## Assignment
Find every line in the records that holds the string "IssueDeleted". Copy each one.

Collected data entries
________________

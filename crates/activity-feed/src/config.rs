use std::time::Duration;

use crate::debounce::DEFAULT_DEBOUNCE;
use crate::window::{PAGE_SIZE, SCROLL_TOLERANCE};

pub const DEFAULT_API_BASE: &str = "http://127.0.0.1:6780";

const API_ENV: &str = "ACTIVITY_FEED_API";
const PAGE_SIZE_ENV: &str = "ACTIVITY_FEED_PAGE_SIZE";
const DEBOUNCE_ENV: &str = "ACTIVITY_FEED_DEBOUNCE_MS";

/// Tunables of the feed and of the HTTP loader.
#[derive(Debug, Clone, PartialEq, Eq)]
pub struct FeedConfig {
    pub api_base: String,
    pub page_size: usize,
    pub debounce: Duration,
    pub scroll_tolerance: usize,
    pub connect_timeout: Duration,
    pub read_timeout: Duration,
}

impl Default for FeedConfig {
    fn default() -> Self {
        Self {
            api_base: DEFAULT_API_BASE.to_string(),
            page_size: PAGE_SIZE,
            debounce: DEFAULT_DEBOUNCE,
            scroll_tolerance: SCROLL_TOLERANCE,
            connect_timeout: Duration::from_millis(2000),
            read_timeout: Duration::from_millis(5000),
        }
    }
}

impl FeedConfig {
    /// Defaults overridden by `ACTIVITY_FEED_*` environment variables.
    pub fn from_env() -> Self {
        Self::from_lookup(|key| std::env::var(key).ok())
    }

    /// Like [`FeedConfig::from_env`], reading variables through `lookup`.
    /// Unparseable values are ignored.
    pub fn from_lookup(lookup: impl Fn(&str) -> Option<String>) -> Self {
        let mut config = Self::default();

        if let Some(api) = lookup(API_ENV).filter(|value| !value.trim().is_empty()) {
            config.api_base = api.trim().to_string();
        }
        if let Some(page_size) = lookup(PAGE_SIZE_ENV)
            .and_then(|value| value.parse::<usize>().ok())
            .filter(|size| *size > 0)
        {
            config.page_size = page_size;
        }
        if let Some(millis) = lookup(DEBOUNCE_ENV).and_then(|value| value.parse::<u64>().ok()) {
            config.debounce = Duration::from_millis(millis);
        }

        config
    }
}
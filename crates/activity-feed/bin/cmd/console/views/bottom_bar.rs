use ratatui::{
    layout::Rect,
    style::Stylize,
    symbols::border,
    text::{Line, Span},
    widgets::{Block, Paragraph},
    Frame,
};

use crate::cmd::console::state::Focus;

/// Renders the bottom controls bar showing context-aware keybindings
pub(crate) fn render_bottom_bar(frame: &mut Frame, area: Rect, focus: Focus, can_switch_team: bool) {
    let mut spans: Vec<Span> = match focus {
        Focus::List => vec![
            " Quit ".into(),
            "<q> ".blue().bold(),
            " | Navigate ".into(),
            "<↑↓/jk PgDn G> ".blue().bold(),
            " | Search ".into(),
            "</> ".blue().bold(),
            " | Type ".into(),
            "<f/F/a> ".blue().bold(),
            " | Clear search ".into(),
            "<c> ".blue().bold(),
            " | Inspect ".into(),
            "<i> ".blue().bold(),
            " | Reload ".into(),
            "<r> ".blue().bold(),
        ],
        Focus::Search => vec![
            " Type to filter ".into(),
            " | Apply ".into(),
            "<Enter> ".blue().bold(),
            " | Back ".into(),
            "<Esc> ".blue().bold(),
            " | Clear ".into(),
            "<Ctrl-u> ".blue().bold(),
        ],
        Focus::Inspect => vec![
            " Quit ".into(),
            "<q> ".blue().bold(),
            " | Navigate ".into(),
            "<↑↓/jk> ".blue().bold(),
            " | Close ".into(),
            "<i/Esc> ".blue().bold(),
        ],
    };

    if can_switch_team && focus == Focus::List {
        spans.push(" | Team ".into());
        spans.push("<t> ".blue().bold());
    }

    let block = Block::bordered()
        .title(" Controls ")
        .border_set(border::PLAIN);

    let paragraph = Paragraph::new(Line::from(spans)).block(block).left_aligned();

    frame.render_widget(paragraph, area);
}
//! The fixed set of activity categories and how each one is presented.

use serde::Serialize;
use std::fmt;

use crate::entry::EntryId;

/// Semantic type of a log entry. Discriminants are the wire codes.
#[derive(Debug, Clone, Copy, PartialEq, Eq, Hash, PartialOrd, Ord)]
pub enum Category {
    IssueCreated = 0,
    IssueUpdated = 1,
    IssueDeleted = 2,
    IssueCommented = 3,
    NotesEdited = 4,
    SettingsEdited = 5,
    TeamCreated = 6,
    UserJoined = 7,
    UserLeft = 8,
    UserKicked = 9,
    UserBanned = 10,
    PrivilegeChanged = 11,
    IssueCompleted = 12,
    SprintCompleted = 13,
}

impl Category {
    pub const ALL: [Category; 14] = [
        Category::IssueCreated,
        Category::IssueUpdated,
        Category::IssueDeleted,
        Category::IssueCommented,
        Category::NotesEdited,
        Category::SettingsEdited,
        Category::TeamCreated,
        Category::UserJoined,
        Category::UserLeft,
        Category::UserKicked,
        Category::UserBanned,
        Category::PrivilegeChanged,
        Category::IssueCompleted,
        Category::SprintCompleted,
    ];

    pub fn from_code(code: u32) -> Option<Self> {
        Self::ALL.get(code as usize).copied()
    }

    pub fn code(self) -> u32 {
        self as u32
    }

    /// Label of the category in the type selector.
    pub fn label(self) -> &'static str {
        match self {
            Category::IssueCreated => "Issues created",
            Category::IssueUpdated => "Issues updated",
            Category::IssueDeleted => "Issues deleted",
            Category::IssueCommented => "Issue comments",
            Category::NotesEdited => "Team notes edited",
            Category::SettingsEdited => "Team settings edited",
            Category::TeamCreated => "Team created",
            Category::UserJoined => "Users joining",
            Category::UserLeft => "Users leaving",
            Category::UserKicked => "Users kicked",
            Category::UserBanned => "Users banned",
            Category::PrivilegeChanged => "User privileges changed",
            Category::IssueCompleted => "Issues completed",
            Category::SprintCompleted => "Sprints completed",
        }
    }

    pub fn presentation(self) -> Presentation {
        let (icon, color) = match self {
            Category::IssueCreated => (Icon::PullRequest, Rgb(0x7c, 0x67, 0xf9)),
            Category::IssueUpdated => (Icon::PullRequest, Rgb(0x51, 0xbb, 0x66)),
            Category::IssueDeleted => (Icon::PullRequest, Rgb(0xde, 0x45, 0x45)),
            Category::IssueCommented => (Icon::Pushpin, Rgb(0x41, 0x5a, 0xc1)),
            Category::NotesEdited => (Icon::Container, Rgb(0x24, 0xd4, 0x81)),
            Category::SettingsEdited => (Icon::Setting, Rgb(0xfc, 0x80, 0xb9)),
            Category::TeamCreated => (Icon::Team, Rgb(0xec, 0x86, 0x4f)),
            Category::UserJoined => (Icon::UserAdd, Rgb(0xb8, 0x5f, 0xc5)),
            Category::UserLeft => (Icon::UserDelete, Rgb(0x3b, 0xbd, 0xbb)),
            Category::UserKicked => (Icon::UserDelete, Rgb(0xfe, 0xbf, 0x35)),
            Category::UserBanned => (Icon::UserDelete, Rgb(0xad, 0x48, 0x48)),
            Category::PrivilegeChanged => (Icon::User, Rgb(0xbd, 0x9c, 0x63)),
            Category::IssueCompleted => (Icon::Check, Rgb(0x8a, 0xa9, 0x53)),
            Category::SprintCompleted => (Icon::Smile, Rgb(0x55, 0x86, 0x58)),
        };
        Presentation { icon, color }
    }

    /// Where entries of this category lead. Categories describing something
    /// that no longer exists (or a whole team) have no route.
    pub fn route(self) -> Option<Route> {
        match self {
            Category::IssueCreated | Category::IssueUpdated | Category::IssueCommented => {
                Some(Route::Issue)
            }
            Category::NotesEdited => Some(Route::Notes),
            Category::SettingsEdited => Some(Route::Settings),
            Category::UserJoined
            | Category::UserLeft
            | Category::UserKicked
            | Category::UserBanned
            | Category::PrivilegeChanged => Some(Route::Members),
            Category::IssueDeleted
            | Category::TeamCreated
            | Category::IssueCompleted
            | Category::SprintCompleted => None,
        }
    }

    pub fn is_navigable(self) -> bool {
        self.route().is_some()
    }

    pub fn navigation(self, issue_id: Option<&EntryId>) -> Option<NavTarget> {
        self.route().and_then(|route| route.target(issue_id))
    }
}

impl fmt::Display for Category {
    fn fmt(&self, f: &mut fmt::Formatter<'_>) -> fmt::Result {
        f.write_str(self.label())
    }
}

/// Icon and color of an entry.
#[derive(Debug, Clone, Copy, PartialEq, Eq)]
pub struct Presentation {
    pub icon: Icon,
    pub color: Rgb,
}

impl Presentation {
    /// Presentation of codes past the category table.
    pub const FALLBACK: Presentation = Presentation {
        icon: Icon::Pushpin,
        color: Rgb(0xa7, 0xa4, 0xa4),
    };

    pub fn for_code(code: u32) -> Self {
        Category::from_code(code)
            .map(Category::presentation)
            .unwrap_or(Self::FALLBACK)
    }
}

#[derive(Debug, Clone, Copy, PartialEq, Eq)]
pub enum Icon {
    PullRequest,
    Pushpin,
    Container,
    Setting,
    Team,
    UserAdd,
    UserDelete,
    User,
    Check,
    Smile,
}

impl Icon {
    pub fn as_str(&self) -> &'static str {
        match self {
            Icon::PullRequest => "pull-request",
            Icon::Pushpin => "pushpin",
            Icon::Container => "container",
            Icon::Setting => "setting",
            Icon::Team => "team",
            Icon::UserAdd => "user-add",
            Icon::UserDelete => "user-delete",
            Icon::User => "user",
            Icon::Check => "check",
            Icon::Smile => "smile",
        }
    }

    /// Single-width glyph used by the terminal console.
    pub fn glyph(&self) -> char {
        match self {
            Icon::PullRequest => '⇅',
            Icon::Pushpin => '•',
            Icon::Container => '▤',
            Icon::Setting => '⚙',
            Icon::Team => '☰',
            Icon::UserAdd => '+',
            Icon::UserDelete => '−',
            Icon::User => '☺',
            Icon::Check => '✓',
            Icon::Smile => '★',
        }
    }
}

impl Serialize for Icon {
    fn serialize<S>(&self, serializer: S) -> Result<S::Ok, S::Error>
    where
        S: serde::Serializer,
    {
        serializer.serialize_str(self.as_str())
    }
}

/// 24-bit color, serialized as `#rrggbb`.
#[derive(Debug, Clone, Copy, PartialEq, Eq)]
pub struct Rgb(pub u8, pub u8, pub u8);

impl fmt::Display for Rgb {
    fn fmt(&self, f: &mut fmt::Formatter<'_>) -> fmt::Result {
        write!(f, "#{:02x}{:02x}{:02x}", self.0, self.1, self.2)
    }
}

impl Serialize for Rgb {
    fn serialize<S>(&self, serializer: S) -> Result<S::Ok, S::Error>
    where
        S: serde::Serializer,
    {
        serializer.serialize_str(&self.to_string())
    }
}

/// Navigation target builder attached to a category.
#[derive(Debug, Clone, Copy, PartialEq, Eq)]
pub enum Route {
    Issue,
    Notes,
    Settings,
    Members,
}

impl Route {
    pub fn target(self, issue_id: Option<&EntryId>) -> Option<NavTarget> {
        match self {
            Route::Issue => issue_id.cloned().map(NavTarget::Issue),
            Route::Notes => Some(NavTarget::Notes),
            Route::Settings => Some(NavTarget::Settings),
            Route::Members => Some(NavTarget::Members),
        }
    }
}

/// A concrete place in the dashboard an entry links to.
#[derive(Debug, Clone, PartialEq, Eq)]
pub enum NavTarget {
    Issue(EntryId),
    Notes,
    Settings,
    Members,
}

impl NavTarget {
    pub fn path(&self) -> String {
        match self {
            NavTarget::Issue(id) => format!("/dashboard/issue/{}", id),
            NavTarget::Notes => "/dashboard/notes".to_string(),
            NavTarget::Settings => "/dashboard/settings".to_string(),
            NavTarget::Members => "/dashboard/members".to_string(),
        }
    }
}

impl fmt::Display for NavTarget {
    fn fmt(&self, f: &mut fmt::Formatter<'_>) -> fmt::Result {
        f.write_str(&self.path())
    }
}

impl Serialize for NavTarget {
    fn serialize<S>(&self, serializer: S) -> Result<S::Ok, S::Error>
    where
        S: serde::Serializer,
    {
        serializer.serialize_str(&self.path())
    }
}
//! Minimal backend stand-in that replays a fixed set of records at `GET /logs`.

use std::fmt::Display;
use std::net::SocketAddr;
use std::sync::Arc;
use std::thread::JoinHandle;
use tiny_http::{Header, Method, Request, Response, Server};

use crate::entry::RawLogRecord;
use crate::error::{FeedError, Result};
use crate::source::TEAM_HEADER;

pub struct ReplayServer {
    server: Arc<Server>,
    body: Arc<Vec<u8>>,
}

impl ReplayServer {
    /// Binds `addr` (port 0 picks a free port) and prepares `records` as the
    /// response body, in the given order.
    pub fn bind(addr: &str, records: &[RawLogRecord]) -> Result<Self> {
        let server = Server::http(addr).map_err(|e| FeedError::Bind {
            addr: addr.to_string(),
            reason: e.to_string(),
        })?;
        let body = serde_json::to_vec(records)?;
        Ok(Self {
            server: Arc::new(server),
            body: Arc::new(body),
        })
    }

    pub fn local_addr(&self) -> Option<SocketAddr> {
        self.server.server_addr().to_ip()
    }

    /// Serves requests on the calling thread until the server is unblocked.
    pub fn serve(&self) {
        for request in self.server.incoming_requests() {
            handle_request(request, &self.body);
        }
    }

    /// Serves requests on a background thread.
    pub fn spawn(self) -> Result<ReplayHandle> {
        let server = Arc::clone(&self.server);
        let thread = std::thread::Builder::new()
            .name("activity-feed-replay".into())
            .spawn(move || self.serve())?;
        Ok(ReplayHandle { server, thread })
    }
}

/// Running replay server. Dropping it without [`ReplayHandle::shutdown`]
/// leaves the thread serving.
pub struct ReplayHandle {
    server: Arc<Server>,
    thread: JoinHandle<()>,
}

impl ReplayHandle {
    pub fn local_addr(&self) -> Option<SocketAddr> {
        self.server.server_addr().to_ip()
    }

    pub fn shutdown(self) {
        self.server.unblock();
        let _ = self.thread.join();
    }
}

fn handle_request(request: Request, body: &[u8]) {
    let path = request.url().split('?').next().unwrap_or("/").to_string();
    let team = request
        .headers()
        .iter()
        .find(|header| header.field.equiv(TEAM_HEADER))
        .map(|header| header.value.to_string());
    tracing::debug!(method = %request.method(), path = %path, team = ?team, "replay request");

    if *request.method() != Method::Get {
        return respond_error(request, 405, "Method not allowed");
    }

    match path.as_str() {
        "/logs" | "/logs/graph" => respond_body(request, body.to_vec()),
        _ => respond_error(request, 404, "Not found"),
    }
}

fn respond_body(request: Request, body: Vec<u8>) {
    let mut response = Response::from_data(body);
    if let Ok(header) = Header::from_bytes(b"Content-Type".as_slice(), b"application/json".as_slice()) {
        response.add_header(header);
    }
    if let Err(e) = request.respond(response) {
        respond_failed(e);
    }
}

fn respond_error(request: Request, code: u16, msg: &str) {
    if let Err(e) = request.respond(Response::from_string(msg).with_status_code(code)) {
        respond_failed(e);
    }
}

fn respond_failed(e: impl Display) {
    tracing::warn!(error = %e, "failed to write replay response");
}

#[cfg(test)]
mod tests {
    use super::*;
    use crate::entry::EntryId;

    #[test]
    fn test_serves_logs_and_rejects_other_paths() {
        let records = vec![RawLogRecord {
            id: EntryId::Int(1),
            kind: 7,
            description: "joined the team".to_string(),
            object: "alice".to_string(),
            issue_id: None,
            date: "2021-06-01 09:00:00".to_string(),
        }];
        let handle = ReplayServer::bind("127.0.0.1:0", &records)
            .unwrap()
            .spawn()
            .unwrap();
        let addr = handle.local_addr().unwrap();

        let body = ureq::get(&format!("http://{}/logs", addr))
            .call()
            .unwrap()
            .body_mut()
            .read_to_string()
            .unwrap();
        let served: Vec<RawLogRecord> = serde_json::from_str(&body).unwrap();
        assert_eq!(served, records);

        let missing = ureq::get(&format!("http://{}/issues", addr)).call();
        assert!(matches!(missing, Err(ureq::Error::StatusCode(404))));

        handle.shutdown();
    }
}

________________

## Response below
    IssueDeleted = 2,
        Category::IssueDeleted,
            Category::IssueDeleted => "Issues deleted",
            Category::IssueDeleted => (Icon::PullRequest, Rgb(0xde, 0x45, 0x45)),
            Category::IssueDeleted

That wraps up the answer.